Member of the Oakland City Council from District 6
- In office 2002–2018
- Preceded by: Moses Mayne
- Succeeded by: Loren Taylor

Vice Mayor
- In office January 2011 – January 2018
- Preceded by: Ignacio De La Fuente
- Succeeded by: Rebecca Kaplan

Personal details
- Education: University of Washington (BA) Seattle University (JD)

= Desley Brooks =

American politician

Desley Brooks is a politician in Oakland, California. She served as a Councilmember on the Oakland City Council from 2002 to 2018. In January 2011, Brooks was also inaugurated as the vice mayor of Oakland.

== Early life and education ==
Brooks was born in New Orleans, and she grew up in Los Angeles and Seattle. She holds a B.A. in political science from University of Washington and a J.D. from Seattle University. Prior to her service on the city council, Brooks served Chief of Staff to Alameda County Supervisor Keith Carson.

== Council career ==
Brooks was first elected to the council in 2002, taking the seat formerly held by Moses Mayne.

In 2002, Brooks listed endorsements by a number of individuals, including sitting city council member Nancy Nadel and civil rights attorney Dan Siegel.

In 2008 Brooks sued the San Francisco Chronicle for libel. That case, Brooks v. San Francisco Chronicle, was ultimately dismissed.

In 2009, Brooks was involved in a three-month dispute with fellow Councilmember Jean Quan over who had the right to park in the "prized parking space" that had been parked in by Councilmember Henry Chang before he left office in 2008. They involved the city attorney, who generated a five-page legal memorandum on which of them had greater seniority; it concluded they had equal seniority. Not until the dispute was written up in The San Francisco Chronicle a month later did the claimants decide to settle the matter with a coin flip, which Brooks won.

In 2010 Brooks spoke on the one-year anniversary of the BART Police shooting of Oscar Grant.

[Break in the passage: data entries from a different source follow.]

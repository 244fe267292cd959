//! Freezer: end-to-end orchestration of one backup run.

use std::fs;
use std::path::PathBuf;

use serde::Serialize;
use tracing::{debug, info};
use uuid::Uuid;

use crate::cube::DEFAULT_MAX_CUBE_SIZE;
use crate::error::FreezeResult;
use crate::indexer::Indexer;
use crate::keyring::KeyRing;
use crate::molecule::Molecule;
use crate::tray::{Tray, TrayConfig};

/// Parameters of a freezer run.
#[derive(Debug, Clone)]
pub struct FreezerConfig {
    /// Directory tree to back up.
    pub root: PathBuf,
    /// Directory receiving cube files and the manifest.
    pub backup_dir: PathBuf,
    /// Directory holding the OpenPGP keyring files.
    pub keyring_dir: PathBuf,
    /// Path prefixes to skip while indexing.
    pub excludes: Vec<PathBuf>,
    /// Hard payload capacity per cube, in bytes.
    pub max_cube_size: u64,
    /// Whether molecule streams are gzip-compressed before packing.
    pub compress: bool,
    /// Whether molecule streams are enciphered before packing.
    pub encrypt: bool,
}

impl FreezerConfig {
    /// Default configuration: 1024 MiB cubes, compression and encryption
    /// on, keyring under `<backup_dir>/keyring`.
    pub fn new(root: impl Into<PathBuf>, backup_dir: impl Into<PathBuf>) -> Self {
        let backup_dir = backup_dir.into();
        Self {
            root: root.into(),
            keyring_dir: backup_dir.join("keyring"),
            backup_dir,
            excludes: Vec::new(),
            max_cube_size: DEFAULT_MAX_CUBE_SIZE,
            compress: true,
            encrypt: true,
        }
    }
}

/// Summary of a completed backup run.
#[derive(Debug, Clone, Serialize)]
pub struct FreezeReport {
    /// The tray id of the run.
    pub tray_id: Uuid,
    /// Number of files backed up.
    pub files: usize,
    /// Number of cubes produced.
    pub cubes: usize,
    /// Content bytes written into cubes (after transforms).
    pub bytes_written: u64,
    /// Path of the manifest file.
    pub manifest_path: PathBuf,
}

/// Orchestrator: indexes the tree, packs molecules into the tray, and
/// writes the manifest.
pub struct Freezer {
    config: FreezerConfig,
    indexer: Indexer,
    tray: Tray,
    keyring: KeyRing,
}

impl Freezer {
    /// Builds the pipeline: creates the backup and keyring directories if
    /// missing and generates the keyring on first use.
    pub fn new(config: FreezerConfig) -> FreezeResult<Self> {
        fs::create_dir_all(&config.backup_dir)?;
        fs::create_dir_all(&config.keyring_dir)?;

        let keyring = KeyRing::new(&config.keyring_dir);
        keyring.generate_if_absent()?;

        let tray = Tray::new(TrayConfig {
            backup_dir: config.backup_dir.clone(),
            max_cube_size: config.max_cube_size,
            compress: config.compress,
            encrypt: config.encrypt,
        })?;
        let indexer = Indexer::new(&config.root, config.excludes.clone());

        Ok(Self {
            config,
            indexer,
            tray,
            keyring,
        })
    }

    /// Runs the backup end to end and returns a summary.
    pub fn freeze(&mut self) -> FreezeResult<FreezeReport> {
        let index = self.indexer.index()?;
        let files = index.len();
        info!(files, "index complete");

        let mut bytes_written = 0;
        for (path, digest) in index {
            let mut molecule = Molecule::new(path, hex::encode(digest))?;
            bytes_written += self.tray.write_molecule(&mut molecule, &self.keyring)?;
            molecule.close();
        }

        debug!("closing current cube");
        self.tray.close_current_cube()?;

        let manifest_path = self
            .config
            .backup_dir
            .join(format!("tray-{}", self.tray.id()));
        fs::write(&manifest_path, self.tray.header()?)?;
        info!(
            manifest = %manifest_path.display(),
            cubes = self.tray.cube_count(),
            bytes_written,
            "backup frozen"
        );

        Ok(FreezeReport {
            tray_id: self.tray.id(),
            files,
            cubes: self.tray.cube_count(),
            bytes_written,
            manifest_path,
        })
    }

    /// The tray of this run.
    pub fn tray(&self) -> &Tray {
        &self.tray
    }
}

In 2011 Council member Brooks was among the protestors sleeping in tents on the inaugural night of the Occupy Oakland encampment.

In 2012, Brooks put forward a public safety proposal calling for, among other things, better lighting in high crime areas of the city.

In 2017, with the pending adult use legalization of marijuana in California, Brooks lobbied equity amendments in the marijuana permit process that ensures half of all marijuana permits be given to individuals that were formerly convicted of marijuana related offenses or have lived in police beats that were disproportionately affected by the War on Drugs. The new system would also encourage general applicants to partner with equity applicants and provide either free rent or real estate for better priority in the permitting process.

In 2017, Brooks was found liable for $3.75 million for assaulting former Black Panther Elaine Brown.

In 2018, Brooks faced four challengers and was defeated by Loren Taylor, a biomedical engineer and management consultant, who won with 64.3% of the vote after five rounds of ranked-choice voting.

Since leaving office, Brooks moved to Seattle and was noted as the chairperson of the First African Methodist Episcopal Church of Seattle/Auburn's social action committee in October 2024.